## Directions
This task calls for copying each line below that contains "crate".

## Data shown

☆ ☆ ☆ ☆ ☆ ☆ ☆

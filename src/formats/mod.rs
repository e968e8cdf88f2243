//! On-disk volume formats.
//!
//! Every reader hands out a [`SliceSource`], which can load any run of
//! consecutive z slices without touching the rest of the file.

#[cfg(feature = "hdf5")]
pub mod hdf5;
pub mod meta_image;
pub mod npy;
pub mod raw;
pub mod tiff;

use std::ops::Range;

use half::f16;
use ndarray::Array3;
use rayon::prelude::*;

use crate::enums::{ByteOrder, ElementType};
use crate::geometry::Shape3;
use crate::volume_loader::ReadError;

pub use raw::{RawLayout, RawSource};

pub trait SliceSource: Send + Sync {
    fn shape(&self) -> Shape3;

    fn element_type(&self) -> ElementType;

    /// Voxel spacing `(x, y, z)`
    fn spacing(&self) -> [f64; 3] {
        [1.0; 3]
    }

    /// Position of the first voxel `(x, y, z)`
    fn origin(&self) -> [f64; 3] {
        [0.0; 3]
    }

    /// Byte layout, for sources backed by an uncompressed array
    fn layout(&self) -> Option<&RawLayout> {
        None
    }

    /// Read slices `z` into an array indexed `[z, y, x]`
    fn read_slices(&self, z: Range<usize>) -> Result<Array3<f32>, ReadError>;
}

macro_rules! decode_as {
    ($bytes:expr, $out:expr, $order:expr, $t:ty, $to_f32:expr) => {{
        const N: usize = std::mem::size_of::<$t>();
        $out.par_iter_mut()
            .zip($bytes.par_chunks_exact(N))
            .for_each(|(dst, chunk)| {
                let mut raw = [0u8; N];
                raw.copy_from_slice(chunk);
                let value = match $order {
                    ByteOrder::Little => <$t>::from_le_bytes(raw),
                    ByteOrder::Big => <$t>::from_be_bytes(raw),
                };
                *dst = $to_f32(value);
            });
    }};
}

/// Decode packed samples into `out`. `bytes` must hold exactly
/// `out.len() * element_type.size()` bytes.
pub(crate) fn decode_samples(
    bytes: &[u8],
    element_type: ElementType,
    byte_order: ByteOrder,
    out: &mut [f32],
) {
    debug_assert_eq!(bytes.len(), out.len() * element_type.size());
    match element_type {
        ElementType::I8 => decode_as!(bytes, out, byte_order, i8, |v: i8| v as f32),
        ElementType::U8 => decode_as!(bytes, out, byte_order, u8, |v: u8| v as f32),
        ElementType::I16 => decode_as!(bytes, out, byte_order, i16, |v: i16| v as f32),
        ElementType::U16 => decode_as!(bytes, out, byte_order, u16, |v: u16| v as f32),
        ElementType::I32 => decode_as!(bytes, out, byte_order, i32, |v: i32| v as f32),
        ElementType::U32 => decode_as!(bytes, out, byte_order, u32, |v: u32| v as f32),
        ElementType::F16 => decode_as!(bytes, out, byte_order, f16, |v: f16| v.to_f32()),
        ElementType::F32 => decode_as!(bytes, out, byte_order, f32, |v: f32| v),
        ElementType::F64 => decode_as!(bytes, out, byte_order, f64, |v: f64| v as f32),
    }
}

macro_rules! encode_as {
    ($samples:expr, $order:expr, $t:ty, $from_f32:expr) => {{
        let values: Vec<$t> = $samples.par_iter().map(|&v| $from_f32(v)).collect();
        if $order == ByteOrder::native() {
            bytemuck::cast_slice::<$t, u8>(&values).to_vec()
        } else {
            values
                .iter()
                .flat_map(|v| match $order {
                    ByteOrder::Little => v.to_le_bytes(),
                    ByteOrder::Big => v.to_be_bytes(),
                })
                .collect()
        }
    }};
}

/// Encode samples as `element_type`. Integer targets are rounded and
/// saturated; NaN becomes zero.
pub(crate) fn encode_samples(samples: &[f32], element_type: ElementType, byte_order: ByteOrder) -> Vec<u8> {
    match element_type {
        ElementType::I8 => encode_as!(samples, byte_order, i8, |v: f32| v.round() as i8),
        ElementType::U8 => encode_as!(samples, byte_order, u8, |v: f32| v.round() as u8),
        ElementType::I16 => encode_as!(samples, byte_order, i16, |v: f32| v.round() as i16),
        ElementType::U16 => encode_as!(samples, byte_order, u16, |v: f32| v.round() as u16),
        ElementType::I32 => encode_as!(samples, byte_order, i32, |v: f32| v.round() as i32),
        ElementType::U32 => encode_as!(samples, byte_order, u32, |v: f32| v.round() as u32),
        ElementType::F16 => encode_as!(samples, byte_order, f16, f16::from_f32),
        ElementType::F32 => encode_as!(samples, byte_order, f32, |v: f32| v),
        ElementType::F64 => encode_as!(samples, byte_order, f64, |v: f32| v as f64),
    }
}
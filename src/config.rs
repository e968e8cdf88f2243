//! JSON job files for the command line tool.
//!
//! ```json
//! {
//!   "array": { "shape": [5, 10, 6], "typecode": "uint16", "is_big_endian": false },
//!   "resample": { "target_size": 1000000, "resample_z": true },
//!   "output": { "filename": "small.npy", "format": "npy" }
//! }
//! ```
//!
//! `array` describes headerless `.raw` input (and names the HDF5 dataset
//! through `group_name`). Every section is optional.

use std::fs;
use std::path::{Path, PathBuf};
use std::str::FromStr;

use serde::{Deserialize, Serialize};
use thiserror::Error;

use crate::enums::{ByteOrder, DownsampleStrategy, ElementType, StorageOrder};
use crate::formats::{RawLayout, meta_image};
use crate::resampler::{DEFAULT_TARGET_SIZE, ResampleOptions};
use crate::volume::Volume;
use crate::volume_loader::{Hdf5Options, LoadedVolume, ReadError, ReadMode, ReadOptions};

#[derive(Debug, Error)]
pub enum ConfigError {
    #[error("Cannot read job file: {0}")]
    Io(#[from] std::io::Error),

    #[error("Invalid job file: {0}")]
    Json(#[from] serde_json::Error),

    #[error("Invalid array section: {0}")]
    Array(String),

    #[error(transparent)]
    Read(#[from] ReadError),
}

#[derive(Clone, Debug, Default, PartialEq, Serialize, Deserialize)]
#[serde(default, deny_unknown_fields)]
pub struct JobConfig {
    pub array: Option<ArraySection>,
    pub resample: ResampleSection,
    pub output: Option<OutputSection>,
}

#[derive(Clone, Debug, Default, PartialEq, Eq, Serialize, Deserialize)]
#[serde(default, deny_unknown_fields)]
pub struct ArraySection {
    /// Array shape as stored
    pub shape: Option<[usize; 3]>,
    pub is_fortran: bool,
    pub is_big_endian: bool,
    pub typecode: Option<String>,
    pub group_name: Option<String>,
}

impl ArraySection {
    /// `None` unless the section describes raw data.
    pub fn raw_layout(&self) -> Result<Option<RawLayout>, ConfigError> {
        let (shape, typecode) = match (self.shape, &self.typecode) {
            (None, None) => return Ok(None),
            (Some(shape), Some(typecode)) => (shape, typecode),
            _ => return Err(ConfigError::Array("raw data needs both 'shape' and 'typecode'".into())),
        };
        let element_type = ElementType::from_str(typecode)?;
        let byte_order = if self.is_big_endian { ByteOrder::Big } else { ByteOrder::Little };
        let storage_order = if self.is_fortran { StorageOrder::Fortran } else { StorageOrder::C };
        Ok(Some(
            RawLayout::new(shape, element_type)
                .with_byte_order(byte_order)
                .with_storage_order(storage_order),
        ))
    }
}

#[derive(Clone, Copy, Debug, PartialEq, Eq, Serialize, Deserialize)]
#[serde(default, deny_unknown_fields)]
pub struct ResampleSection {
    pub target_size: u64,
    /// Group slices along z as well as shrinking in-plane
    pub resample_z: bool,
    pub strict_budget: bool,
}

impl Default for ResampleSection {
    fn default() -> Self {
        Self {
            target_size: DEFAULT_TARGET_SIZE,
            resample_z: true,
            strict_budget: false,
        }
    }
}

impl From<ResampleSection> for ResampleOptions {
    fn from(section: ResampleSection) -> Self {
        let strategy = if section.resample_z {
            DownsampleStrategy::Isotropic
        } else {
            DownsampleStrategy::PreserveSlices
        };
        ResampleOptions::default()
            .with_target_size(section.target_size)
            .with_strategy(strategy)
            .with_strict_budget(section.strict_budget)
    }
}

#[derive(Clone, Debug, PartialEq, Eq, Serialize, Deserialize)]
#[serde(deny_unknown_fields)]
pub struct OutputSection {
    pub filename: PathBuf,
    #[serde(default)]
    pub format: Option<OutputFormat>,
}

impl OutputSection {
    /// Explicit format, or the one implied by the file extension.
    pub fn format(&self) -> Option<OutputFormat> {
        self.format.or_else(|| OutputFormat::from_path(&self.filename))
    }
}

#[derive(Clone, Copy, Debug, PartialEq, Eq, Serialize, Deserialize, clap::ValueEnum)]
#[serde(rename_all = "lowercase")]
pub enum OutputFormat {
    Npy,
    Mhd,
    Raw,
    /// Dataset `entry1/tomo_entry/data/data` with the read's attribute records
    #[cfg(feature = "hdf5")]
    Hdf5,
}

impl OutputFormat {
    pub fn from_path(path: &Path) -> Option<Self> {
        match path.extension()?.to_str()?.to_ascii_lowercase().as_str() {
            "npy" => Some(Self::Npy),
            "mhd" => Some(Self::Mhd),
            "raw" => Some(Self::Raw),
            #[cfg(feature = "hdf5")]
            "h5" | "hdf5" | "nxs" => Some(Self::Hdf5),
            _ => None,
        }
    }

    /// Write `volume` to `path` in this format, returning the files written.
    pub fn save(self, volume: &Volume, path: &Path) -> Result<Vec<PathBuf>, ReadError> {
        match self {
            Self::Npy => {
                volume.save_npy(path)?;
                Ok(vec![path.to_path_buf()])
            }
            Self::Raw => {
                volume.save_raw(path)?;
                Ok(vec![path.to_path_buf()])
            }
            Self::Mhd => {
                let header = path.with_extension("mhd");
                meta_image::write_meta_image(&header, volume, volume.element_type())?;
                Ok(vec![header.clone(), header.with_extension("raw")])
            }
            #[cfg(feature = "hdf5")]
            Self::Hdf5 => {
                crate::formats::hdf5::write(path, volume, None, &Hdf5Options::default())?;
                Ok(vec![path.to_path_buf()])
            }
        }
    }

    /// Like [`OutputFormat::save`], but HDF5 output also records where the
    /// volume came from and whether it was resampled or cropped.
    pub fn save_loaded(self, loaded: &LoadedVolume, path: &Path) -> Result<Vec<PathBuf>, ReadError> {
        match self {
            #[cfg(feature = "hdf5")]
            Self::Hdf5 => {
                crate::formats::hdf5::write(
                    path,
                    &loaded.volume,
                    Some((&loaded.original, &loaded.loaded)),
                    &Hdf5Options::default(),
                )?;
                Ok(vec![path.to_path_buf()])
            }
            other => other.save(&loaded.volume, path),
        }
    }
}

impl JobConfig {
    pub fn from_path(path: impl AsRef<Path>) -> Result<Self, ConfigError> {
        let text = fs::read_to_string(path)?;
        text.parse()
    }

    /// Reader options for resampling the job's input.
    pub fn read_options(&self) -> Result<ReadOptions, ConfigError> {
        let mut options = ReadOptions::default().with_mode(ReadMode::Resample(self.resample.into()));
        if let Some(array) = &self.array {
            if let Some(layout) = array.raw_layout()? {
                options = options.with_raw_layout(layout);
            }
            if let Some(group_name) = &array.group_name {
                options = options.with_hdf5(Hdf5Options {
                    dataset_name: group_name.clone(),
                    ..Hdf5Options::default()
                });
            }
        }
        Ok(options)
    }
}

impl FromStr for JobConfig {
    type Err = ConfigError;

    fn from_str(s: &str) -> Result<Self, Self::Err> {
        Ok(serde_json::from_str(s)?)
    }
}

☆ ☆ ☆ ☆ ☆ ☆ ☆

## Solution
use crate::enums::{ByteOrder, ElementType};
use crate::geometry::Shape3;
use crate::volume_loader::ReadError;
pub(crate) fn decode_samples(
pub(crate) fn encode_samples(samples: &[f32], element_type: ElementType, byte_order: ByteOrder) -> Vec<u8> {
use crate::enums::{ByteOrder, DownsampleStrategy, ElementType, StorageOrder};
use crate::formats::{RawLayout, meta_image};
use crate::resampler::{DEFAULT_TARGET_SIZE, ResampleOptions};
use crate::volume::Volume;
use crate::volume_loader::{Hdf5Options, LoadedVolume, ReadError, ReadMode, ReadOptions};
                crate::formats::hdf5::write(path, volume, None, &Hdf5Options::default())?;
                crate::formats::hdf5::write(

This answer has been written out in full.